O ‘SpudCell’ feito em laboratório replicou várias funções-chave dos organismos vivos, dizem pesquisadores da Universidade de Minnesota
Cientistas nos EUA construíram uma célula sintética a partir de componentes químicos não vivos que podem alimentar-se, crescer, replicar o seu ADN e dividir-se, marcando um grande avanço na criação de vida synthetic, segundo investigadores.
A célula feita em laboratório, apelidada de SpudCell, não é considerada viva, mas demonstra vários comportamentos importantes associados a organismos vivos.
Pesquisadores da Universidade de Minnesota divulgaram seu trabalho na quarta-feira. Kate Adamala, bióloga sintética e professora da universidade, chamou a célula sintética “um organismo incrivelmente fraco” que atualmente faz pouco mais do que “coma e ocasionalmente faça uma célula filha.”
No entanto, Adamala descreveu o resultado como “prova de princípio”, dizendo que as moléculas podem recriar comportamentos anteriormente ligados apenas a células vivas naturais.

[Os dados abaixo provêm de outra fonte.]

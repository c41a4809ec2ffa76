//! Rendering module
//!
//! The core never touches a graphics API. [`scene::draw`] turns a
//! [`GameState`](crate::sim::GameState) into an ordered list of
//! [`DrawCommand`]s, and a backend replays that list. The terminal backend in
//! [`terminal`] is the one the bundled binary uses.

pub mod commands;
pub mod hud;
pub mod scene;
pub mod terminal;

pub use commands::{AssetId, Color, DrawCommand, Font, TextAlign, colors};
pub use scene::draw;
pub use terminal::{Canvas, Cell, Palette, rasterize};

O sistema ainda é mais fraco e mais lento do que uma célula pure, mas poderia ajudar os cientistas a compreender a biologia, construindo-a a partir de partes conhecidas, observou o cientista.
Adamala disse que chamou a célula sintética de “SpudCell”, em parte para evitar batizá-la com seu próprio nome e como uma referência ao Sputnik, o satélite soviético cujo lançamento em 1957 marcou o início da period espacial.
A equipe construiu as células a partir de componentes químicos não vivos, em vez de alterar organismos existentes. De acordo com a página do projeto, SpudCells contém 36 enzimas purificadas, um genoma de 90.000 pares de bases espalhado por várias moléculas de DNA e uma membrana lipídica.
As células funcionam dentro de um líquido rico em produtos químicos. Eles crescem fundindo-se com minúsculos “lipossomas alimentadores”, que fornecem nutrientes, enzimas e ribossomos necessários para produzir proteínas. Seu genoma contém instruções que os ajudam a copiar o DNA e a se dividir.

O sistema permanece limitado. As SpudCells dependem de fontes externas, não conseguem construir os seus próprios ribossomas, não controlam o seu próprio metabolismo e muitas vezes transmitem a quantidade errada de ADN quando se dividem. Eles normalmente param de funcionar após várias gerações.
Os cientistas têm trabalhado em busca de vida sintética há décadas. Em 2010, o geneticista norte-americano Craig Venter e a sua equipa revelaram o que period então descrito como a primeira célula controlada por um genoma produzido em laboratório, após transplantar ADN sintético numa bactéria. Investigadores russos têm prosseguido esforços paralelos através do transplante de genoma e da redução do genoma da bactéria Mycoplasma, procurando identificar o conjunto mínimo de genes necessários para criar uma célula autossustentável. Em 2025, equipes da Universidade Estadual de Moscou e da Universidade Estadual de Novosibirsk também foram reconhecidas na competição internacional SynBio Challenges por pesquisas relacionadas à engenharia de células sintéticas.